_Task to complete_
The answer should consist of each line from the data below that includes "IterationLimit".

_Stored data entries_
* * * * * * *

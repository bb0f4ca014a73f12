//! Optimisation problem, result and the `optimise` entry point.

use crate::constraints::{
    CandidateAsset, Constraint, ConstraintSet, FeasibleRegion, FEASIBILITY_TOLERANCE,
};
use crate::error::OptimisationError;
use crate::strategy::{OptimisationStrategy, StrategyKind};
use serde::{Deserialize, Serialize};
use std::fmt;
use tracing::debug;
use wealth_core::math::Matrix;

const BINDING_TOLERANCE: f64 = 1e-7;

/// Inputs of one portfolio construction.
///
/// Expected returns and covariance are annual and aligned with `candidates`.
#[derive(Clone, Debug, PartialEq)]
pub struct OptimisationProblem {
    /// Assets that may be held
    pub candidates: Vec<CandidateAsset>,
    /// Annual expected returns (possibly subjective)
    pub expected_returns: Vec<f64>,
    /// Annual covariance
    pub covariance: Matrix,
    /// Constraints
    pub constraints: ConstraintSet,
    /// Weights held before the rebalance
    pub current_weights: Option<Vec<f64>>,
    /// Client risk aversion `λ`, used when the strategy does not fix one
    pub risk_aversion: f64,
}

impl OptimisationProblem {
    /// Creates a problem with risk aversion 1 and no current holdings.
    pub fn new(
        candidates: Vec<CandidateAsset>,
        expected_returns: Vec<f64>,
        covariance: Matrix,
        constraints: ConstraintSet,
    ) -> Self {
        Self {
            candidates,
            expected_returns,
            covariance,
            constraints,
            current_weights: None,
            risk_aversion: 1.0,
        }
    }

    /// Sets the current weights.
    pub fn with_current_weights(mut self, weights: Vec<f64>) -> Self {
        self.current_weights = Some(weights);
        self
    }

    /// Sets the client risk aversion.
    pub fn with_risk_aversion(mut self, risk_aversion: f64) -> Self {
        self.risk_aversion = risk_aversion;
        self
    }

    /// Number of candidate assets.
    #[inline]
    pub fn len(&self) -> usize {
        self.candidates.len()
    }

    /// Whether there are no candidates.
    #[inline]
    pub fn is_empty(&self) -> bool {
        self.candidates.is_empty()
    }

    /// Checks shapes and finiteness.
    ///
    /// # Errors
    ///
    /// Returns `OptimisationError::DimensionMismatch` or
    /// `OptimisationError::InvalidInput`.
    pub fn validate(&self) -> Result<(), OptimisationError> {
        let n = self.candidates.len();
        if self.expected_returns.len() != n {
            return Err(OptimisationError::DimensionMismatch {
                context: "expected returns",
                expected: n,
                found: self.expected_returns.len(),
            });
        }
        if self.covariance.rows() != n || self.covariance.cols() != n {
            return Err(OptimisationError::DimensionMismatch {
                context: "covariance",
                expected: n,
                found: self.covariance.rows(),
            });
        }
        if self.expected_returns.iter().any(|x| !x.is_finite()) || !self.covariance.is_finite() {
            return Err(OptimisationError::invalid(
                "expected returns and covariance must be finite",
            ));
        }
        self.covariance.check_symmetric(1e-10)?;
        if !(self.risk_aversion > 0.0) || !self.risk_aversion.is_finite() {
            return Err(OptimisationError::invalid("risk aversion must be positive"));
        }
        if let Some(current) = &self.current_weights {
            if current.iter().any(|x| !x.is_finite()) {
                return Err(OptimisationError::invalid("current weights must be finite"));
            }
        }
        Ok(())
    }

    /// Compiles the constraint set against the candidates.
    pub fn feasible_region(&self) -> Result<FeasibleRegion, OptimisationError> {
        FeasibleRegion::compile(
            &self.candidates,
            &self.constraints,
            self.current_weights.as_deref(),
        )
    }
}

/// Outcome of the solver for one optimisation.
#[derive(Clone, Debug, PartialEq, Serialize, Deserialize)]
#[serde(tag = "status", rename_all = "snake_case")]
pub enum Diagnostic {
    /// Solver reached its tolerance
    Converged {
        /// Iterations used
        iterations: usize,
    },
    /// Solver stopped at its iteration limit; weights are feasible
    IterationLimit {
        /// Iterations used
        iterations: usize,
    },
    /// No optimisation took place; current weights were held
    FallbackUsed {
        /// Why the optimiser could not be used
        reason: String,
    },
}

impl fmt::Display for Diagnostic {
    fn fmt(&self, f: &mut fmt::Formatter<'_>) -> fmt::Result {
        match self {
            Diagnostic::Converged { iterations } => write!(f, "converged in {iterations} iterations"),
            Diagnostic::IterationLimit { iterations } => {
                write!(f, "stopped at the {iterations}-iteration limit")
            }
            Diagnostic::FallbackUsed { reason } => write!(f, "fallback: {reason}"),
        }
    }
}

/// Target weights and solver diagnostics.
#[derive(Clone, Debug, PartialEq, Serialize, Deserialize)]
pub struct OptimisationResult {
    /// Target weights aligned with the candidates
    pub weights: Vec<f64>,
    /// Strategy objective at the solution
    pub objective_value: f64,
    /// Inequality constraints active at the solution
    pub binding_constraints: Vec<Constraint>,
    /// Solver status
    pub diagnostic: Diagnostic,
}

impl OptimisationResult {
    /// Result that holds `current` weights after the optimiser failed.
    pub fn fallback(current: Vec<f64>, reason: impl Into<String>) -> Self {
        Self {
            weights: current,
            objective_value: f64::NAN,
            binding_constraints: Vec::new(),
            diagnostic: Diagnostic::FallbackUsed {
                reason: reason.into(),
            },
        }
    }

    /// Whether the result came from a fallback.
    #[inline]
    pub fn is_fallback(&self) -> bool {
        matches!(self.diagnostic, Diagnostic::FallbackUsed { .. })
    }
}

/// Solves `problem` with `strategy`.
///
/// The returned weights satisfy every constraint within
/// [`FEASIBILITY_TOLERANCE`](crate::constraints::FEASIBILITY_TOLERANCE).
///
/// # Errors
///
/// - `OptimisationError::Infeasible` if the constraints admit no portfolio
/// - `OptimisationError::InvalidInput` / `DimensionMismatch` for malformed input
///
/// # Examples
///
/// ```
/// use wealth_core::math::Matrix;
/// use wealth_core::types::AssetClass;
/// use wealth_optimiser::constraints::{CandidateAsset, ClassBand, ConstraintSet};
/// use wealth_optimiser::strategy::StrategyKind;
/// use wealth_optimiser::{optimise, OptimisationProblem};
///
/// let problem = OptimisationProblem::new(
///     vec![
///         CandidateAsset::new("EQ", AssetClass::Equity),
///         CandidateAsset::new("BOND", AssetClass::FixedIncome),
///     ],
///     vec![0.08, 0.03],
///     Matrix::from_rows(vec![vec![0.0225, 0.00075], vec![0.00075, 0.0025]]).unwrap(),
///     ConstraintSet::default().with_class_band(ClassBand::fixed(AssetClass::Equity, 0.6)),
/// );
/// let result = optimise(&problem, &StrategyKind::mean_variance()).unwrap();
/// assert!((result.weights[0] - 0.6).abs() < 1e-6);
/// assert!((result.weights.iter().sum::<f64>() - 1.0).abs() < 1e-6);
/// ```
pub fn optimise(
    problem: &OptimisationProblem,
    strategy: &StrategyKind,
) -> Result<OptimisationResult, OptimisationError> {
    problem.validate()?;
    let region = problem.feasible_region()?;
    check_feasible(&region, &region.starting_point())?;
    let solution = strategy.solve(problem, &region)?;
    check_feasible(&region, &solution.weights)?;

    let objective_value = strategy.objective(problem, &solution.weights);
    let binding_constraints = region.binding(&solution.weights, BINDING_TOLERANCE);
    let diagnostic = if solution.converged {
        Diagnostic::Converged {
            iterations: solution.iterations,
        }
    } else {
        Diagnostic::IterationLimit {
            iterations: solution.iterations,
        }
    };
    debug!(
        strategy = strategy.name(),
        objective = objective_value,
        binding = binding_constraints.len(),
        %diagnostic,
        "Optimisation complete"
    );
    Ok(OptimisationResult {
        weights: solution.weights,
        objective_value,
        binding_constraints,
        diagnostic,
    })
}

fn check_feasible(region: &FeasibleRegion, weights: &[f64]) -> Result<(), OptimisationError> {
    let violations = region.violations(weights, FEASIBILITY_TOLERANCE);
    match violations.iter().max_by(|a, b| a.1.total_cmp(&b.1)) {
        Some((constraint, amount)) => Err(OptimisationError::infeasible(format!(
            "no portfolio satisfies every constraint; closest point breaks the {constraint} by {amount:.3e}"
        ))),
        None => Ok(()),
    }
}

* * * * * * *

_Response_
    IterationLimit {
            Diagnostic::IterationLimit { iterations } => {
        Diagnostic::IterationLimit {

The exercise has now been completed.